Which somewhat haphazardly gets us to the second event last week, which was the revelation that the alleged victim in the New York hotel room in which Dominique Strauss-Kahn and his DNA did something has been revealed to have been repeatedly lying. As reported by Maureen Dowd in the New York Times the woman lied that her husband died of torture by police in Guinea. She lied that she was gang-raped there. She apparently claimed a friend’s child as her own to get a tax break. She changed the sequence of events following the attack by Strauss-Kahn. By the time you read this the “case” my have fallen apart, even though something did happen in that hotel room and it doesn’t scream “leadership” on the part of the chief of the International Monetary Fund.

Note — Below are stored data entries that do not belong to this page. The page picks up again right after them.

//! Participant ids, per-round trial records, questionnaire/debrief rows and
//! the column layouts downstream analysis depends on.

use std::collections::BTreeMap;
use std::fmt;

use serde::{Deserialize, Serialize};
use thiserror::Error;

use crate::design::{BoxChoice, Outcome, Phase, ProbSnapshot, PHASE_COUNT};

/// Results file columns. Order is significant.
pub const RESULT_COLUMNS: [&str; 12] = [
    "participant_id",
    "phase",
    "round",
    "box_chosen",
    "decision_time",
    "result",
    "reward",
    "cumulative_earnings",
    "p_safe",
    "p_uncertain",
    "init_p_safe",
    "init_p_uncertain",
];

pub const QUESTIONNAIRE_COLUMNS: [&str; 12] = [
    "participant_id",
    "phase",
    "reason",
    "pattern",
    "stress",
    "confidence",
    "perceived_control",
    "strategy",
    "avoided",
    "motive",
    "risk",
    "mechanism",
];

pub const DEBRIEF_COLUMNS: [&str; 6] = [
    "participant_id",
    "overall_stress",
    "overall_confidence",
    "phase_preference",
    "final_strategy",
    "comments",
];

/// Persisted precision for times and probabilities.
pub fn round3(x: f64) -> f64 {
    (x * 1000.0).round() / 1000.0
}

// =============================================================================
// Participant id
// =============================================================================

#[derive(Debug, Clone, PartialEq, Eq, Error)]
pub enum ParticipantIdError {
    #[error("participant id is empty")]
    Empty,
    #[error("participant id must be numeric, got {0:?}")]
    NotNumeric(String),
}

/// Numeric participant id, kept as text so leading zeros survive.
#[derive(Debug, Clone, PartialEq, Eq, PartialOrd, Ord, Hash, Serialize, Deserialize)]
#[serde(transparent)]
pub struct ParticipantId(String);

impl ParticipantId {
    pub fn parse(input: &str) -> Result<Self, ParticipantIdError> {
        let trimmed = input.trim();
        if trimmed.is_empty() {
            return Err(ParticipantIdError::Empty);
        }
        if !trimmed.chars().all(|c| c.is_ascii_digit()) {
            return Err(ParticipantIdError::NotNumeric(trimmed.to_string()));
        }
        Ok(Self(trimmed.to_string()))
    }

    pub fn as_str(&self) -> &str {
        &self.0
    }
}

impl fmt::Display for ParticipantId {
    fn fmt(&self, f: &mut fmt::Formatter<'_>) -> fmt::Result {
        f.write_str(&self.0)
    }
}

// =============================================================================
// Trial record
// =============================================================================

#[derive(Debug, Clone, PartialEq, Serialize, Deserialize)]
pub struct TrialRecord {
    pub participant_id: ParticipantId,
    pub phase: Phase,
    pub round: u32,
    pub box_chosen: BoxChoice,
    /// Seconds from round start to choice.
    pub decision_time: f64,
    pub outcome: Outcome,
    pub reward: i64,
    pub cumulative_earnings: i64,
    /// Probabilities the draw used, before the adjustment that followed it.
    pub p_safe: f64,
    pub p_uncertain: f64,
}

impl TrialRecord {
    /// One results row in `RESULT_COLUMNS` order; init columns blank when
    /// no snapshot is known.
    pub fn to_row(&self, init: Option<&ProbSnapshot>) -> Vec<String> {
        let (init_safe, init_uncertain) = match init {
            Some(s) => (fmt_f64(round3(s.p_safe)), fmt_f64(round3(s.p_uncertain))),
            None => (String::new(), String::new()),
        };
        vec![
            self.participant_id.to_string(),
            self.phase.id().to_string(),
            self.round.to_string(),
            self.box_chosen.to_string(),
            fmt_f64(round3(self.decision_time)),
            self.outcome.to_string(),
            self.reward.to_string(),
            self.cumulative_earnings.to_string(),
            fmt_f64(round3(self.p_safe)),
            fmt_f64(round3(self.p_uncertain)),
            init_safe,
            init_uncertain,
        ]
    }

    /// Parse a results row back. Probabilities and times come back at
    /// persisted precision.
    pub fn from_row(fields: &[String]) -> Result<(Self, Option<ProbSnapshot>), String> {
        if fields.len() != RESULT_COLUMNS.len() {
            return Err(format!(
                "expected {} columns, got {}",
                RESULT_COLUMNS.len(),
                fields.len()
            ));
        }
        let participant_id = ParticipantId::parse(&fields[0]).map_err(|e| e.to_string())?;
        let phase = fields[1]
            .trim()
            .parse::<u8>()
            .ok()
            .and_then(Phase::from_id)
            .ok_or_else(|| format!("bad phase: {}", fields[1]))?;
        let round = parse_field::<u32>("round", &fields[2])?;
        let box_chosen = BoxChoice::parse(&fields[3]).ok_or_else(|| format!("bad box: {}", fields[3]))?;
        let decision_time = parse_field::<f64>("decision_time", &fields[4])?;
        let outcome = Outcome::parse(&fields[5]).ok_or_else(|| format!("bad result: {}", fields[5]))?;
        let reward = parse_field::<i64>("reward", &fields[6])?;
        let cumulative_earnings = parse_field::<i64>("cumulative_earnings", &fields[7])?;
        let p_safe = parse_field::<f64>("p_safe", &fields[8])?;
        let p_uncertain = parse_field::<f64>("p_uncertain", &fields[9])?;
        let init = if fields[10].trim().is_empty() || fields[11].trim().is_empty() {
            None
        } else {
            Some(ProbSnapshot {
                p_safe: parse_field::<f64>("init_p_safe", &fields[10])?,
                p_uncertain: parse_field::<f64>("init_p_uncertain", &fields[11])?,
            })
        };
        Ok((
            Self {
                participant_id,
                phase,
                round,
                box_chosen,
                decision_time,
                outcome,
                reward,
                cumulative_earnings,
                p_safe,
                p_uncertain,
            },
            init,
        ))
    }
}

fn parse_field<T: std::str::FromStr>(name: &str, raw: &str) -> Result<T, String> {
    raw.trim()
        .parse::<T>()
        .map_err(|_| format!("bad {}: {}", name, raw))
}

fn fmt_f64(x: f64) -> String {
    format!("{}", x)
}

// =============================================================================
// Questionnaire
// =============================================================================

#[derive(Debug, Clone, Copy, PartialEq, Eq, PartialOrd, Ord, Hash, Serialize, Deserialize)]
#[serde(rename_all = "snake_case")]
pub enum QuestionField {
    Reason,
    Pattern,
    Stress,
    Confidence,
    PerceivedControl,
    Strategy,
    Avoided,
    Motive,
    Risk,
    Mechanism,
}

impl QuestionField {
    pub fn column(&self) -> &'static str {
        match self {
            QuestionField::Reason => "reason",
            QuestionField::Pattern => "pattern",
            QuestionField::Stress => "stress",
            QuestionField::Confidence => "confidence",
            QuestionField::PerceivedControl => "perceived_control",
            QuestionField::Strategy => "strategy",
            QuestionField::Avoided => "avoided",
            QuestionField::Motive => "motive",
            QuestionField::Risk => "risk",
            QuestionField::Mechanism => "mechanism",
        }
    }

    /// Answered on a 1..=5 slider.
    pub fn is_scale(&self) -> bool {
        matches!(
            self,
            QuestionField::Stress | QuestionField::Confidence | QuestionField::PerceivedControl
        )
    }

    /// Fields asked after each phase.
    pub fn for_phase(phase: Phase) -> &'static [QuestionField] {
        use QuestionField::*;
        match phase {
            Phase::One => &[Reason, Pattern, Stress, Confidence, PerceivedControl, Strategy],
            Phase::Two => &[Avoided, Pattern, Motive, Stress, Confidence, PerceivedControl, Strategy],
            Phase::Three => &[Reason, Risk, Mechanism, Stress, Confidence, PerceivedControl, Strategy],
        }
    }
}

#[derive(Debug, Clone, PartialEq, Eq, Error)]
pub enum QuestionnaireError {
    #[error("field {field} is not asked in phase {phase}")]
    NotAsked { field: &'static str, phase: Phase },
    #[error("field {field} must be an integer in 1..=5, got {value:?}")]
    BadScale { field: &'static str, value: String },
}

#[derive(Debug, Clone, Default, PartialEq, Serialize, Deserialize)]
pub struct QuestionnaireResponses {
    answers: BTreeMap<QuestionField, String>,
}

impl QuestionnaireResponses {
    pub fn new() -> Self {
        Self::default()
    }

    pub fn with(mut self, field: QuestionField, value: impl Into<String>) -> Self {
        self.set(field, value);
        self
    }

    pub fn set(&mut self, field: QuestionField, value: impl Into<String>) {
        self.answers.insert(field, value.into());
    }

    pub fn get(&self, field: QuestionField) -> Option<&str> {
        self.answers.get(&field).map(|s| s.as_str())
    }

    pub fn is_empty(&self) -> bool {
        self.answers.is_empty()
    }

    pub fn validate(&self, phase: Phase) -> Result<(), QuestionnaireError> {
        let allowed = QuestionField::for_phase(phase);
        for (field, value) in &self.answers {
            if !allowed.contains(field) {
                return Err(QuestionnaireError::NotAsked {
                    field: field.column(),
                    phase,
                });
            }
            if field.is_scale() && !matches!(value.trim().parse::<u8>(), Ok(1..=5)) {
                return Err(QuestionnaireError::BadScale {
                    field: field.column(),
                    value: value.clone(),
                });
            }
        }
        Ok(())
    }

    /// Full `QUESTIONNAIRE_COLUMNS` row, blanks for fields not answered.
    pub fn to_row(&self, participant_id: &ParticipantId, phase: Phase) -> Vec<String> {
        let mut row = vec![participant_id.to_string(), phase.id().to_string()];
        for column in &QUESTIONNAIRE_COLUMNS[2..] {
            let value = self
                .answers
                .iter()
                .find(|(field, _)| field.column() == *column)
                .map(|(_, v)| v.clone())
                .unwrap_or_default();
            row.push(value);
        }
        row
    }
}

// =============================================================================
// Debrief
// =============================================================================

#[derive(Debug, Clone, PartialEq, Serialize, Deserialize)]
pub struct DebriefResponses {
    pub overall_stress: u8,
    pub overall_confidence: u8,
    pub phase_preference: String,
    pub final_strategy: String,
    pub comments: String,
}

impl DebriefResponses {
    pub fn validate(&self) -> Result<(), QuestionnaireError> {
        for (field, value) in [
            ("overall_stress", self.overall_stress),
            ("overall_confidence", self.overall_confidence),
        ] {
            if !(1..=5).contains(&value) {
                return Err(QuestionnaireError::BadScale {
                    field,
                    value: value.to_string(),
                });
            }
        }
        Ok(())
    }

    pub fn to_row(&self, participant_id: &ParticipantId) -> Vec<String> {
        vec![
            participant_id.to_string(),
            self.overall_stress.to_string(),
            self.overall_confidence.to_string(),
            self.phase_preference.clone(),
            self.final_strategy.clone(),
            self.comments.clone(),
        ]
    }
}

// =============================================================================
// Session archive record
// =============================================================================

/// What the archive keeps per finished session: enough to replay it.
#[derive(Debug, Clone, PartialEq, Serialize, Deserialize)]
pub struct SessionRecord {
    pub participant_id: ParticipantId,
    pub seed: u64,
    pub phase_order: [Phase; PHASE_COUNT],
    pub rounds_played: u32,
    pub cumulative_earnings: i64,
    pub digest: String,
    pub completed_at: String,
}

// =============================================================================
// CSV line helpers
// =============================================================================

/// Quote a field when it carries a separator, quote or line break.
pub fn csv_escape(field: &str) -> String {
    if field.contains([',', '"', '\n', '\r']) {
        format!("\"{}\"", field.replace('"', "\"\""))
    } else {
        field.to_string()
    }
}

pub fn csv_line<S: AsRef<str>>(fields: &[S]) -> String {
    fields
        .iter()
        .map(|f| csv_escape(f.as_ref()))
        .collect::<Vec<_>>()
        .join(",")
}

/// Split one CSV line, honouring double-quoted fields.
pub fn split_csv_line(line: &str) -> Vec<String> {
    let mut fields = Vec::new();
    let mut cur = String::new();
    let mut in_quotes = false;
    let mut chars = line.chars().peekable();
    while let Some(c) = chars.next() {
        match (c, in_quotes) {
            ('"', true) if chars.peek() == Some(&'"') => {
                cur.push('"');
                chars.next();
            }
            ('"', true) => in_quotes = false,
            ('"', false) if cur.is_empty() => in_quotes = true,
            (',', false) => fields.push(std::mem::take(&mut cur)),
            _ => cur.push(c),
        }
    }
    fields.push(cur);
    fields
}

Mr. Strauss-Kahn was positioned to run for president of France before news broke of the alleged assault and the story virtually blasted off like a rocket circling the world. Satellites in space, mobile communication devices, digital transmission… all worked in sync to make sure this red hot potato of a sexy sex news story was out there as quickly as possible. The same technology colluded to create an overnight cottage industry of feature pieces in print and video exploring the morality and compulsions of powerful men who cheat or create sexual scandal. Mr. Strauss-Kahn wasn’t just a lusty Frenchman or a potential rapist; he was part of a cabal of men with power who get what they want sexually. Why oh why do we allow that? Match, fire, gasoline. Uh, wait a minute. Hold up. We’re getting a new angle on this from the victim.
Both the Fox Twitter feeds and the Strauss-Kahn accusations could have been better handled and, if you will, safety-checked for our protection by any filter of additional time. Rather than information catapulted into the media dome without validation, any mention of harm befalling our President might have simply been confirmed somehow before spilling into Twitter. It’s a little more difficult to imagine that the Strauss-Kahn affair would have been better investigated before being pumped into our pipes and played at high volume.
When those listening to Orson Welles’ 1938 radio broadcast “War of the Worlds” started packing their suitcases to flee the Martians, they had been told numerous times during the show by an announcer with a calming voice that it was just that… a radio show. Today, we may be required to be our own calming voice. We unfortunately can’t afford to be cynical about any sudden report of an attack because now we live in those times, too. Yet as incredible as some moments of 21st century life have been, we can still give ourselves a minute to always consider the source of information. Maybe the machine has simply generated an empty file, albeit with a particularly tantalizing label on the outside. And then, because we’re hungry, delivered it to us in 30 minutes or less.